The enhancement of rate and cycle performance of LiMn2O4 at elevated temperatures by the synergistic roles of porous structure and dual-cation doping

Abstract

Spinel LiMn2O4-based cathode material has been successfully commercialized for power lithium ion batteries for large-scale applications in pure electric vehicles. However, pure LiMn2O4 suffers from poor rate performance and fast capacity fading especially at elevated temperatures derived from Mn dissolution and structural distortion. Herein, a study on the rate and cycle performance of single/double-cation doped porous LiMn2O4 microspheres, which was prepared by an easy method using porous MnCO3 microspheres as a self-supporting template, was performed.
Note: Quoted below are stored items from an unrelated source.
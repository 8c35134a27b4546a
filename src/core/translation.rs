//! HZ-004: Multilingual translation table.
//!
//! Every translatable text is keyed by `(element path, field code)`. The table
//! persists as CSV: a header `valid,path,code,<lang>...` and one row per entry.
//! Loaded entries start invalid; resolving marks an entry valid, so rows whose
//! source element disappeared stay `false` and can be pruned at write time.
//!
//! Empty language slots are always written as empty cells and read back as
//! empty slots. Whether they appear in resolved objects is an [`EmptySlots`]
//! policy, default omit.

use super::config::EmptySlots;
use super::error::{Error, Result};
use indexmap::IndexMap;
use serde_json::{Map, Value};
use std::path::Path;

/// Leading header columns before the language columns.
pub const RESERVED_COLUMNS: [&str; 3] = ["valid", "path", "code"];

/// Texts for one `(path, code)` pair.
#[derive(Debug, Clone, PartialEq, Eq)]
pub struct TranslationEntry {
    /// Touched during the current run
    pub valid: bool,
    pub path: String,
    pub code: String,
    /// Language code → text, in header column order
    texts: IndexMap<String, String>,
}

impl TranslationEntry {
    fn blank(path: &str, code: &str, languages: &[String]) -> Self {
        Self {
            valid: false,
            path: path.to_string(),
            code: code.to_string(),
            texts: languages
                .iter()
                .map(|l| (l.clone(), String::new()))
                .collect(),
        }
    }

    /// Text for a language, `None` when the slot is empty.
    pub fn text(&self, language: &str) -> Option<&str> {
        self.texts
            .get(language)
            .map(String::as_str)
            .filter(|t| !t.is_empty())
    }

    /// All language slots in column order, including empty ones.
    pub fn texts(&self) -> &IndexMap<String, String> {
        &self.texts
    }

    fn render(&self, policy: EmptySlots) -> Value {
        let mut object = Map::new();
        for (language, text) in &self.texts {
            if text.is_empty() && policy == EmptySlots::Omit {
                continue;
            }
            object.insert(language.clone(), Value::String(text.clone()));
        }
        Value::Object(object)
    }
}

/// The run's translation table.
#[derive(Debug, Clone, Default)]
pub struct TranslationStore {
    languages: Vec<String>,
    entries: IndexMap<(String, String), TranslationEntry>,
    empty_slots: EmptySlots,
}

impl TranslationStore {
    /// An empty table with no language columns yet.
    pub fn new() -> Self {
        Self::default()
    }

    pub fn with_empty_slots(mut self, policy: EmptySlots) -> Self {
        self.empty_slots = policy;
        self
    }

    /// Parse a persisted table. All loaded entries start invalid.
    pub fn parse(csv_text: &str) -> Result<Self> {
        let mut reader = csv::ReaderBuilder::new()
            .has_headers(false)
            .flexible(true)
            .from_reader(csv_text.as_bytes());

        let mut store = Self::new();
        let mut header_len = None;

        for (index, record) in reader.records().enumerate() {
            let row = index + 1;
            let record = record
                .map_err(|e| Error::malformed(format!("translation table row {}: {}", row, e)))?;

            let Some(expected) = header_len else {
                store.read_header(&record)?;
                header_len = Some(record.len());
                continue;
            };

            if record.len() != expected {
                return Err(Error::malformed(format!(
                    "translation table row {} has {} cells, header has {}",
                    row,
                    record.len(),
                    expected
                )));
            }

            let path = &record[1];
            let code = &record[2];
            let mut entry = TranslationEntry::blank(path, code, &store.languages);
            for (language, cell) in store.languages.iter().zip(record.iter().skip(3)) {
                entry.texts.insert(language.clone(), cell.to_string());
            }
            let key = (path.to_string(), code.to_string());
            if store.entries.insert(key, entry).is_some() {
                tracing::warn!(row, path, code, "duplicate translation row, keeping the last");
            }
        }

        if header_len.is_none() {
            return Err(Error::malformed("translation table has no header row"));
        }
        Ok(store)
    }

    fn read_header(&mut self, record: &csv::StringRecord) -> Result<()> {
        let reserved: Vec<&str> = record.iter().take(RESERVED_COLUMNS.len()).collect();
        if reserved != RESERVED_COLUMNS {
            return Err(Error::malformed(format!(
                "translation table header must start with {}, got {}",
                RESERVED_COLUMNS.join(","),
                record.iter().collect::<Vec<_>>().join(",")
            )));
        }
        for language in record.iter().skip(RESERVED_COLUMNS.len()) {
            if language.is_empty() || self.languages.iter().any(|l| l == language) {
                return Err(Error::malformed(format!(
                    "translation table header has an empty or duplicate language column '{}'",
                    language
                )));
            }
            self.languages.push(language.to_string());
        }
        Ok(())
    }

    /// Load a persisted table from disk.
    pub fn load(path: &Path) -> Result<Self> {
        let content = std::fs::read_to_string(path).map_err(|e| Error::io(path, e))?;
        Self::parse(&content)
    }

    /// Load a table if the file exists, otherwise start empty.
    pub fn load_if_exists(path: &Path) -> Result<Self> {
        if path.exists() {
            Self::load(path)
        } else {
            Ok(Self::new())
        }
    }

    /// Language columns in header order.
    pub fn languages(&self) -> &[String] {
        &self.languages
    }

    /// Full header row.
    pub fn header(&self) -> Vec<String> {
        RESERVED_COLUMNS
            .iter()
            .map(|c| c.to_string())
            .chain(self.languages.iter().cloned())
            .collect()
    }

    /// Append a language column if missing. Returns true when one was added.
    pub fn ensure_language(&mut self, language: &str) -> bool {
        if self.languages.iter().any(|l| l == language) {
            return false;
        }
        if !self.languages.is_empty() {
            tracing::warn!(language, "translation table has no column for language, appending it");
        }
        self.languages.push(language.to_string());
        for entry in self.entries.values_mut() {
            entry.texts.insert(language.to_string(), String::new());
        }
        true
    }

    /// Register a translatable text and return its multilingual object.
    ///
    /// Creates the entry on first sight, marks it valid, and fills the
    /// default-language slot only while it is still empty, so an existing
    /// translation is never overwritten by the document text.
    pub fn resolve(&mut self, path: &str, code: &str, default_language: &str, text: &str) -> Value {
        self.ensure_language(default_language);
        let policy = self.empty_slots;
        let languages = &self.languages;
        let entry = self
            .entries
            .entry((path.to_string(), code.to_string()))
            .or_insert_with(|| TranslationEntry::blank(path, code, languages));

        entry.valid = true;
        let slot = entry.texts.entry(default_language.to_string()).or_default();
        if slot.is_empty() {
            *slot = text.to_string();
        }
        entry.render(policy)
    }

    pub fn get(&self, path: &str, code: &str) -> Option<&TranslationEntry> {
        self.entries.get(&(path.to_string(), code.to_string()))
    }

    /// Entries in persist order.
    pub fn entries(&self) -> impl Iterator<Item = &TranslationEntry> {
        self.entries.values()
    }

    pub fn len(&self) -> usize {
        self.entries.len()
    }

    pub fn is_empty(&self) -> bool {
        self.entries.is_empty()
    }

    /// Entries not touched during this run.
    pub fn stale_count(&self) -> usize {
        self.entries.values().filter(|e| !e.valid).count()
    }

    /// Render the table as CSV text.
    pub fn render(&self, prune_stale: bool) -> Result<String> {
        let mut writer = csv::Writer::from_writer(Vec::new());
        let to_err = |e: csv::Error| Error::Serialization(format!("translation table: {}", e));

        writer.write_record(self.header()).map_err(to_err)?;
        for entry in self.entries.values() {
            if prune_stale && !entry.valid {
                continue;
            }
            let mut row = vec![
                entry.valid.to_string(),
                entry.path.clone(),
                entry.code.clone(),
            ];
            row.extend(
                self.languages
                    .iter()
                    .map(|l| entry.texts.get(l).cloned().unwrap_or_default()),
            );
            writer.write_record(&row).map_err(to_err)?;
        }

        let bytes = writer
            .into_inner()
            .map_err(|e| Error::Serialization(format!("translation table: {}", e)))?;
        String::from_utf8(bytes).map_err(|e| Error::Serialization(e.to_string()))
    }

    /// Write the table to disk atomically (temp file, then rename).
    pub fn persist(&self, path: &Path, prune_stale: bool) -> Result<()> {
        let content = self.render(prune_stale)?;
        super::job::write_atomic(path, &content)
    }
}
The as-synthesized porous Li1.02Co0.05Mn1.90Li0.05O4 (LMO-S4) microspheres constructed with nanometer-sized primary particles show an obvious enhancement of cyclability over other LiMn2O4-based materials such as Li1.02Mn2O4 (LMO-S1), Li1.02Mn1.95Li0.05O4 (LMO-S2) and Li1.02Co0.05Mn1.95O4 (LMO-S3), especially at an elevated temperature (55 °C). The obtained LMO-S4/lithium half cells deliver capacities of 113.1 and 109.0 mAh g−1 at 1.0 and 5 C, respectively, with the corresponding capacity retentions of 88.9 and 90.2% for up to 1000 cycles. Meanwhile, it can deliver an initial capacity of 114.0 mAh g−1 at 5 C with a capacity retention of 80.1% after 1000 cycles at 55 °C. Furthermore, it displays superior rate performance and cycle performance at 0 °C with a specific capacity of 106 mAh g−1, and the capacity retention is 79.6% after 1000 cycles at 5 C. These results reveal that a dual-doping strategy and porous structure design play synergistic roles in the preparation of high performance LiMn2O4-based spinel cathode material. The cation co-doped strategy can maintain the crystal structural stability and provide interfacial stability while preserving fast Li+ diffusion during the long-time cycling at elevated temperatures. Furthermore, the porous structure favors fast Li+ intercalation/deintercalation kinetics by allowing electrolyte insertion through the nanoparticles during the reversible electrochemical process. Lithium and cobalt co-doped LiMn2O4 with a nominal composition of Li1.02Co0.05Mn1.90Li0.05O4 exhibits an obviously improved cycle performance at high temperature than that of single-doped LiMn2O4.